**What is expected:**
Determine how many lines below contain the string "iter" and give that number without anything else.

**Records to process:**
== Segment start ==

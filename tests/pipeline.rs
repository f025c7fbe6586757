use voxel_city::{
    config::{ConversionConfig, SceneFile},
    error::VoxelCityError,
    materials::MaterialTable,
    voxels::{
        compositor::ground_level,
        layers::{BuildingSegment, Grid2, RasterLayers, SegmentGrid},
    },
};

fn scene(json: &str) -> (RasterLayers, ConversionConfig) {
    let scene: SceneFile = serde_json::from_str(json).unwrap();
    scene.into_layers().unwrap()
}

fn flat_layers(rows: usize, cols: usize) -> RasterLayers {
    RasterLayers {
        building_height: Grid2::filled(rows, cols, 0.0),
        building_segments: SegmentGrid::empty(rows, cols),
        land_cover: Grid2::filled(rows, cols, 0),
        elevation: Grid2::filled(rows, cols, 0.0),
        canopy_height: Grid2::filled(rows, cols, 0.0),
        building_id: None,
    }
}

#[test]
fn building_block_meshes_to_a_two_material_box() {
    let (layers, config) = scene(
        r#"{
            "building_height": [[2, 2, 2], [2, 2, 2], [2, 2, 2]],
            "building_segments": [
                [[[0, 2]], [[0, 2]], [[0, 2]]],
                [[[0, 2]], [[0, 2]], [[0, 2]]],
                [[[0, 2]], [[0, 2]], [[0, 2]]]
            ],
            "land_cover": [[0, 0, 0], [0, 0, 0], [0, 0, 0]],
            "elevation": [[0, 0, 0], [0, 0, 0], [0, 0, 0]],
            "canopy_height": [[0, 0, 0], [0, 0, 0], [0, 0, 0]],
            "config": { "parallel": false }
        }"#,
    );

    let grid = voxel_city::voxelize(layers.clone(), &config).unwrap();
    assert_eq!(grid.dimensions(), (3, 3, 3));
    assert_eq!(grid.column(1, 1), &[1, -3, -3]);

    let mesh = voxel_city::convert(layers, &config, &MaterialTable::default_palette()).unwrap();

    // Four horizontal faces (both sides of the land-cover/building boundary count) and two
    // strips on each of the four sides.
    assert_eq!(mesh.triangle_count(), 24);
    // 4 corners at z = 0, 1 and 3 each
    assert_eq!(mesh.vertex_count(), 12);
    let names: Vec<&str> = mesh.materials().map(|m| m.name.as_str()).collect();
    assert_eq!(names, vec!["material_1", "material_-3"]);
    for p in &mesh.vertices {
        assert!(p.x == 0.0 || p.x == 3.0);
        assert!(p.y == 0.0 || p.y == 3.0);
        assert!([0.0, 1.0, 3.0].contains(&p.z));
    }
}

#[test]
fn tree_on_sloped_terrain() {
    let mut layers = flat_layers(1, 2);
    layers.elevation = Grid2::from_rows("elevation", vec![vec![10.0, 12.0]]).unwrap();
    layers.canopy_height = Grid2::from_rows("canopy_height", vec![vec![0.0, 4.0]]).unwrap();
    layers.land_cover = Grid2::from_rows("land_cover", vec![vec![4, 11]]).unwrap();
    let config = ConversionConfig {
        trunk_height_ratio: 0.5,
        ..ConversionConfig::default()
    };

    let grid = voxel_city::voxelize(layers, &config).unwrap();

    // Elevation is rebased to (0, 2); height is ceil(2 + 4) + 1.
    assert_eq!(grid.height(), 7);
    assert_eq!(grid.column(0, 0), &[5, 0, 0, 0, 0, 0, 0]);
    // Ground at 3: underground below, surface code 12, crown [3 + 2, 3 + 4)
    assert_eq!(grid.column(0, 1), &[-1, -1, 12, 0, 0, -2, -2]);
}

#[test]
fn missing_building_heights_take_the_default() {
    let mut layers = flat_layers(1, 1);
    layers.building_height = Grid2::filled(1, 1, f64::NAN);
    layers.building_segments =
        SegmentGrid::from_rows(vec![vec![vec![BuildingSegment::new(0.0, f64::NAN)]]]).unwrap();
    let config = ConversionConfig::default();

    let grid = voxel_city::voxelize(layers, &config).unwrap();

    assert_eq!(grid.height(), 11);
    let column = grid.column(0, 0);
    assert_eq!(column[0], 1);
    assert!(column[1..].iter().all(|c| *c == -3));
}

#[test]
fn parallel_and_sequential_pipelines_agree() {
    let mut rng = fastrand::Rng::with_seed(11);
    let (rows, cols) = (6, 5);
    let mut layers = flat_layers(rows, cols);
    let mut segments = Vec::new();
    for row in 0..rows {
        let mut line = Vec::new();
        for col in 0..cols {
            layers.elevation.set(row, col, rng.f64() * 4.0);
            layers.land_cover.set(row, col, rng.i32(0..14));
            if rng.bool() {
                layers.canopy_height.set(row, col, rng.f64() * 8.0);
            }
            let top = rng.f64() * 6.0;
            layers.building_height.set(row, col, top);
            line.push(if rng.bool() {
                vec![BuildingSegment::new(0.0, top)]
            } else {
                vec![]
            });
        }
        segments.push(line);
    }
    layers.building_segments = SegmentGrid::from_rows(segments).unwrap();

    let table = MaterialTable::default_palette();
    let sequential = ConversionConfig {
        parallel: false,
        ..ConversionConfig::default()
    };
    let parallel = ConversionConfig {
        parallel: true,
        ..ConversionConfig::default()
    };

    let a = voxel_city::convert(layers.clone(), &sequential, &table).unwrap();
    let b = voxel_city::convert(layers, &parallel, &table).unwrap();

    assert_eq!(a, b);
}

#[test]
fn mismatched_layers_fail_before_compositing() {
    let mut layers = flat_layers(2, 3);
    layers.land_cover = Grid2::filled(2, 2, 0);

    let result = voxel_city::voxelize(layers, &ConversionConfig::default());

    assert!(matches!(
        result,
        Err(VoxelCityError::ShapeMismatch {
            layer: "land_cover",
            expected: (2, 3),
            found: (2, 2),
        })
    ));
}

#[test]
fn invalid_voxel_size_is_rejected() {
    let config = ConversionConfig {
        voxel_size: -1.0,
        ..ConversionConfig::default()
    };
    assert!(matches!(
        voxel_city::voxelize(flat_layers(1, 1), &config),
        Err(VoxelCityError::InvalidParameter { .. })
    ));
}

#[test]
fn every_column_sits_on_underground_and_one_surface_cell() {
    let mut rng = fastrand::Rng::with_seed(29);
    for voxel_size in [0.5, 1.0, 2.0] {
        let (rows, cols) = (rng.usize(1..8), rng.usize(1..8));
        let mut layers = flat_layers(rows, cols);
        let mut segments = Vec::new();
        for row in 0..rows {
            let mut line = Vec::new();
            for col in 0..cols {
                layers.elevation.set(row, col, rng.f64() * 12.0);
                layers.land_cover.set(row, col, rng.i32(0..14));
                layers.canopy_height.set(row, col, rng.f64() * 6.0);
                let bottom = rng.f64() * 3.0;
                let top = bottom + rng.f64() * 9.0;
                layers.building_height.set(row, col, top);
                line.push(vec![BuildingSegment::new(bottom, top)]);
            }
            segments.push(line);
        }
        layers.building_segments = SegmentGrid::from_rows(segments).unwrap();
        let raw = layers.clone();
        let config = ConversionConfig {
            voxel_size,
            ..ConversionConfig::default()
        };

        let grid = voxel_city::voxelize(layers, &config).unwrap();

        let min = raw
            .elevation
            .values()
            .iter()
            .copied()
            .fold(f64::INFINITY, f64::min);
        for row in 0..rows {
            for col in 0..cols {
                // Rows are flipped during normalization.
                let source_row = rows - 1 - row;
                let elevation = *raw.elevation.get(source_row, col) - min;
                let ground = ground_level(elevation, voxel_size) as usize;
                let column = grid.column(row, col);

                assert!(ground >= 1 && ground <= column.len());
                assert!(column[..ground - 1].iter().all(|c| *c == -1));
                assert_eq!(
                    column[ground - 1],
                    raw.land_cover.get(source_row, col) + 1,
                    "column ({row}, {col}) at voxel size {voxel_size}"
                );
            }
        }
    }
}

#[test]
fn infinite_heights_fail_before_compositing() {
    let mut layers = flat_layers(1, 1);
    layers.building_segments =
        SegmentGrid::from_rows(vec![vec![vec![BuildingSegment::new(0.0, f64::INFINITY)]]])
            .unwrap();
    assert!(matches!(
        voxel_city::voxelize(layers, &ConversionConfig::default()),
        Err(VoxelCityError::InfiniteHeight {
            layer: "building_segments",
            ..
        })
    ));

    let mut layers = flat_layers(1, 1);
    layers.canopy_height = Grid2::filled(1, 1, f64::INFINITY);
    assert!(matches!(
        voxel_city::voxelize(layers, &ConversionConfig::default()),
        Err(VoxelCityError::InfiniteHeight {
            layer: "canopy_height",
            ..
        })
    ));
}

#[test]
fn negative_land_cover_is_rejected() {
    let mut layers = flat_layers(1, 1);
    layers.land_cover = Grid2::filled(1, 1, -1);
    assert!(matches!(
        voxel_city::voxelize(layers, &ConversionConfig::default()),
        Err(VoxelCityError::InvalidLandCover { code: -1, .. })
    ));
}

== Segment end ==

**Written reply:**
3